Other property problems: As the insurance expired in early 2021, challenges from social media users to sneak into the property have given rise to intruders, according to the report.

“Obviously anything that falls under security will take precedence,” Lance said in his email. “For other projects, all of them are being evaluated on the basis of requirements to obtain occupancy certificate.
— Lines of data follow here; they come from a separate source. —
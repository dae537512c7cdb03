//! Sequential close/reopen rules for fiscal periods.
//!
//! Periods close strictly in chronological order: closing period N asserts
//! that every earlier balance is final, so an out-of-order close would
//! silently approve a period whose predecessor can still change. Reopening
//! is the exact mirror, and the year-closed flag is derived from the period
//! states rather than stored independently.

use super::error::FiscalError;

/// Minimal projection of a period used by the sequencing rules.
///
/// The persistence layer builds these from sibling rows read under row
/// locks inside the same transaction that flips the target period, so
/// concurrent close/reopen attempts on a year serialize before validation.
#[derive(Debug, Clone, Copy, PartialEq, Eq)]
pub struct PeriodState {
    /// Period number within the year (1-12).
    pub period_number: i16,
    /// Whether the period is closed.
    pub is_closed: bool,
}

/// Validates that `target` may be closed given its sibling states.
///
/// # Errors
///
/// - `PeriodMissing` if `target` is not among the siblings.
/// - `AlreadyClosed` if the target is already closed.
/// - `EarlierPeriodOpen` if any smaller-numbered period is still open.
pub fn validate_close(target: i16, siblings: &[PeriodState]) -> Result<(), FiscalError> {
    let period = find_period(target, siblings)?;

    if period.is_closed {
        return Err(FiscalError::AlreadyClosed {
            period_number: target,
        });
    }

    let earliest_open = siblings
        .iter()
        .filter(|p| p.period_number < target && !p.is_closed)
        .map(|p| p.period_number)
        .min();

    if let Some(open) = earliest_open {
        return Err(FiscalError::EarlierPeriodOpen {
            closing: target,
            open,
        });
    }

    Ok(())
}

/// Validates that `target` may be reopened given its sibling states.
///
/// # Errors
///
/// - `PeriodMissing` if `target` is not among the siblings.
/// - `NotClosed` if the target is not closed.
/// - `LaterPeriodClosed` if any larger-numbered period is still closed.
pub fn validate_reopen(target: i16, siblings: &[PeriodState]) -> Result<(), FiscalError> {
    let period = find_period(target, siblings)?;

    if !period.is_closed {
        return Err(FiscalError::NotClosed {
            period_number: target,
        });
    }

    let earliest_later_closed = siblings
        .iter()
        .filter(|p| p.period_number > target && p.is_closed)
        .map(|p| p.period_number)
        .min();

    if let Some(closed) = earliest_later_closed {
        return Err(FiscalError::LaterPeriodClosed {
            reopening: target,
            closed,
        });
    }

    Ok(())
}

/// Returns true if closing `target` leaves every period of the year closed.
///
/// Used to derive the cascading year close: the close of the final open
/// period also closes the year, in the same transaction.
#[must_use]
pub fn closes_year(target: i16, siblings: &[PeriodState]) -> bool {
    siblings
        .iter()
        .all(|p| p.is_closed || p.period_number == target)
}

/// Returns true if every period is closed.
///
/// The year-closed invariant: a year is closed iff all 12 periods are.
#[must_use]
pub fn year_is_closed(periods: &[PeriodState]) -> bool {
    !periods.is_empty() && periods.iter().all(|p| p.is_closed)
}

fn find_period(target: i16, siblings: &[PeriodState]) -> Result<PeriodState, FiscalError> {
    siblings
        .iter()
        .copied()
        .find(|p| p.period_number == target)
        .ok_or(FiscalError::PeriodMissing {
            period_number: target,
        })
}

#[cfg(test)]
mod tests {
    use super::*;

    /// Builds a year where periods 1..closed_through are closed.
    fn year_closed_through(closed_through: i16) -> Vec<PeriodState> {
        (1..=12)
            .map(|n| PeriodState {
                period_number: n,
                is_closed: n <= closed_through,
            })
            .collect()
    }

    #[test]
    fn test_close_first_period() {
        let periods = year_closed_through(0);
        assert!(validate_close(1, &periods).is_ok());
    }

    #[test]
    fn test_close_next_in_sequence() {
        let periods = year_closed_through(4);
        assert!(validate_close(5, &periods).is_ok());
    }

    #[test]
    fn test_close_out_of_order_rejected() {
        let periods = year_closed_through(2);
        assert!(matches!(
            validate_close(5, &periods),
            Err(FiscalError::EarlierPeriodOpen { closing: 5, open: 3 })
        ));
    }

    #[test]
    fn test_close_already_closed_rejected() {
        let periods = year_closed_through(3);
        assert!(matches!(
            validate_close(2, &periods),
            Err(FiscalError::AlreadyClosed { period_number: 2 })
        ));
    }

    #[test]
    fn test_close_missing_period_rejected() {
        let periods = year_closed_through(0);
        assert!(matches!(
            validate_close(13, &periods),
            Err(FiscalError::PeriodMissing { period_number: 13 })
        ));
    }

    #[test]
    fn test_reopen_last_closed() {
        let periods = year_closed_through(7);
        assert!(validate_reopen(7, &periods).is_ok());
    }

    #[test]
    fn test_reopen_out_of_order_rejected() {
        let periods = year_closed_through(7);
        assert!(matches!(
            validate_reopen(5, &periods),
            Err(FiscalError::LaterPeriodClosed {
                reopening: 5,
                closed: 6
            })
        ));
    }

    #[test]
    fn test_reopen_open_period_rejected() {
        let periods = year_closed_through(3);
        assert!(matches!(
            validate_reopen(8, &periods),
            Err(FiscalError::NotClosed { period_number: 8 })
        ));
    }

    #[test]
    fn test_closes_year_only_on_final_period() {
        let periods = year_closed_through(11);
        assert!(closes_year(12, &periods));

        let periods = year_closed_through(10);
        assert!(!closes_year(12, &periods));
    }

    #[test]
    fn test_year_is_closed() {
        assert!(year_is_closed(&year_closed_through(12)));
        assert!(!year_is_closed(&year_closed_through(11)));
        assert!(!year_is_closed(&[]));
    }
}

/// Property-based tests for close/reopen sequencing.
#[cfg(test)]
mod props {
    use super::*;
    use proptest::prelude::*;

    fn year_closed_through(closed_through: i16) -> Vec<PeriodState> {
        (1..=12)
            .map(|n| PeriodState {
                period_number: n,
                is_closed: n <= closed_through,
            })
            .collect()
    }

    proptest! {
        #![proptest_config(ProptestConfig::with_cases(100))]

        /// *For any* prefix-closed year, only the next period in sequence
        /// may close; every later open period is rejected.
        #[test]
        fn prop_only_next_period_may_close(
            closed_through in 0i16..12,
            target in 1i16..=12,
        ) {
            let periods = year_closed_through(closed_through);
            let result = validate_close(target, &periods);

            if target == closed_through + 1 {
                prop_assert!(result.is_ok());
            } else if target <= closed_through {
                let already_closed = matches!(result, Err(FiscalError::AlreadyClosed { .. }));
                prop_assert!(already_closed, "expected AlreadyClosed, got {result:?}");
            } else {
                let earlier_open = matches!(result, Err(FiscalError::EarlierPeriodOpen { .. }));
                prop_assert!(earlier_open, "expected EarlierPeriodOpen, got {result:?}");
            }
        }

        /// *For any* prefix-closed year, only the last closed period may
        /// reopen; every earlier closed period is rejected.
        #[test]
        fn prop_only_last_closed_may_reopen(
            closed_through in 1i16..=12,
            target in 1i16..=12,
        ) {
            let periods = year_closed_through(closed_through);
            let result = validate_reopen(target, &periods);

            if target == closed_through {
                prop_assert!(result.is_ok());
            } else if target > closed_through {
                let not_closed = matches!(result, Err(FiscalError::NotClosed { .. }));
                prop_assert!(not_closed, "expected NotClosed, got {result:?}");
            } else {
                let later_closed = matches!(result, Err(FiscalError::LaterPeriodClosed { .. }));
                prop_assert!(later_closed, "expected LaterPeriodClosed, got {result:?}");
            }
        }

        /// Closing periods 1..=12 in order always succeeds and the twelfth
        /// close also closes the year.
        #[test]
        fn prop_full_close_walk(_seed in 0u8..1) {
            let mut periods = year_closed_through(0);
            for n in 1i16..=12 {
                let states: Vec<PeriodState> = periods.clone();
                prop_assert!(validate_close(n, &states).is_ok());
                prop_assert_eq!(closes_year(n, &states), n == 12);
                periods[usize::try_from(n - 1).unwrap()].is_closed = true;
            }
            prop_assert!(year_is_closed(&periods));
        }

        /// Reopening in strict descending order from a fully closed year
        /// always succeeds, and the first reopen breaks the year-closed state.
        #[test]
        fn prop_full_reopen_walk(_seed in 0u8..1) {
            let mut periods = year_closed_through(12);
            for n in (1i16..=12).rev() {
                let states: Vec<PeriodState> = periods.clone();
                prop_assert!(validate_reopen(n, &states).is_ok());
                periods[usize::try_from(n - 1).unwrap()].is_closed = false;
                prop_assert!(!year_is_closed(&periods));
            }
        }
    }
}
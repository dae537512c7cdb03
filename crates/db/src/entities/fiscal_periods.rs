//! `SeaORM` Entity for the fiscal_periods table.

use hesab_shared::types::{FiscalPeriodId, FiscalYearId, UserId};
use sea_orm::entity::prelude::*;
use serde::{Deserialize, Serialize};

#[derive(Clone, Debug, PartialEq, DeriveEntityModel, Eq, Serialize, Deserialize)]
#[sea_orm(table_name = "fiscal_periods")]
pub struct Model {
    #[sea_orm(primary_key, auto_increment = false)]
    pub id: Uuid,
    pub fiscal_year_id: Uuid,
    /// 1 = July ... 12 = June; unique per fiscal year.
    pub period_number: i16,
    pub name: String,
    pub start_date: Date,
    pub end_date: Date,
    pub is_closed: bool,
    pub closed_by: Option<Uuid>,
    pub closed_at: Option<DateTimeWithTimeZone>,
    pub created_at: DateTimeWithTimeZone,
    pub updated_at: DateTimeWithTimeZone,
}

#[derive(Copy, Clone, Debug, EnumIter, DeriveRelation)]
pub enum Relation {
    #[sea_orm(
        belongs_to = "super::fiscal_years::Entity",
        from = "Column::FiscalYearId",
        to = "super::fiscal_years::Column::Id"
    )]
    FiscalYears,
}

impl Related<super::fiscal_years::Entity> for Entity {
    fn to() -> RelationDef {
        Relation::FiscalYears.def()
    }
}

impl ActiveModelBehavior for ActiveModel {}

impl From<Model> for hesab_core::fiscal::FiscalPeriod {
    fn from(model: Model) -> Self {
        Self {
            id: FiscalPeriodId::from_uuid(model.id),
            fiscal_year_id: FiscalYearId::from_uuid(model.fiscal_year_id),
            period_number: model.period_number,
            name: model.name,
            start_date: model.start_date,
            end_date: model.end_date,
            is_closed: model.is_closed,
            closed_by: model.closed_by.map(UserId::from_uuid),
            closed_at: model.closed_at.map(Into::into),
        }
    }
}

impl From<&Model> for hesab_core::fiscal::PeriodState {
    fn from(model: &Model) -> Self {
        Self {
            period_number: model.period_number,
            is_closed: model.is_closed,
        }
    }
}
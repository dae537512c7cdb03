//! Database layer with `SeaORM` entities and repositories.
//!
//! This crate provides:
//! - `SeaORM` entity definitions
//! - Repository abstractions for data access
//! - Database migrations

pub mod entities;
pub mod migration;
pub mod repositories;

pub use repositories::{CostCenterRepository, FiscalRepository, RateRepository};

use std::time::Duration;

use hesab_shared::config::DatabaseConfig;
use sea_orm::{ConnectOptions, Database, DatabaseConnection, DbErr};

/// Establishes a pooled connection to the database.
///
/// # Errors
///
/// Returns an error if the connection cannot be established.
pub async fn connect(config: &DatabaseConfig) -> Result<DatabaseConnection, DbErr> {
    let mut options = ConnectOptions::new(config.url.as_str());
    options
        .max_connections(config.max_connections)
        .min_connections(config.min_connections)
        .connect_timeout(Duration::from_secs(10));

    Database::connect(options).await
}
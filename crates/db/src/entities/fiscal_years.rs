//! `SeaORM` Entity for the fiscal_years table.

use hesab_shared::types::{FiscalYearId, UserId};
use sea_orm::entity::prelude::*;
use serde::{Deserialize, Serialize};

#[derive(Clone, Debug, PartialEq, DeriveEntityModel, Eq, Serialize, Deserialize)]
#[sea_orm(table_name = "fiscal_years")]
pub struct Model {
    #[sea_orm(primary_key, auto_increment = false)]
    pub id: Uuid,
    /// Starting calendar year of the July-June cycle; unique.
    #[sea_orm(unique)]
    pub year: i32,
    pub start_date: Date,
    pub end_date: Date,
    /// Derived from period states; flipped only by close/reopen cascades.
    pub is_closed: bool,
    pub closed_by: Option<Uuid>,
    pub closed_at: Option<DateTimeWithTimeZone>,
    pub created_at: DateTimeWithTimeZone,
    pub updated_at: DateTimeWithTimeZone,
}

#[derive(Copy, Clone, Debug, EnumIter, DeriveRelation)]
pub enum Relation {
    #[sea_orm(has_many = "super::fiscal_periods::Entity")]
    FiscalPeriods,
}

impl Related<super::fiscal_periods::Entity> for Entity {
    fn to() -> RelationDef {
        Relation::FiscalPeriods.def()
    }
}

impl ActiveModelBehavior for ActiveModel {}

impl From<Model> for hesab_core::fiscal::FiscalYear {
    fn from(model: Model) -> Self {
        Self {
            id: FiscalYearId::from_uuid(model.id),
            year: model.year,
            start_date: model.start_date,
            end_date: model.end_date,
            is_closed: model.is_closed,
            closed_by: model.closed_by.map(UserId::from_uuid),
            closed_at: model.closed_at.map(Into::into),
        }
    }
}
If they are mandatory for occupancy certificate, they are getting priority.”

As Lance reports, sellers have more than $2 million in unpaid taxes and invoices for concrete, air conditioning, and scaffolding in the home.

“This is a very complex asset with some open issues,” Lens wrote in its report. “Currently, the focus is on developing a timeline and budget to obtain full insurance and secure the certificate of occupancy to maximize value and make the property more marketable.”

‘One’

Nearly a decade in the making, atop a hill in Bel Air, the home sits with views of the Los Angeles Basin. The spacious house has 20 bedrooms, including eight bedrooms for staff and a three bedroom guest house, about 6 elevators, a library, cigar room and candy room. two part home visit Posted on YouTube in April.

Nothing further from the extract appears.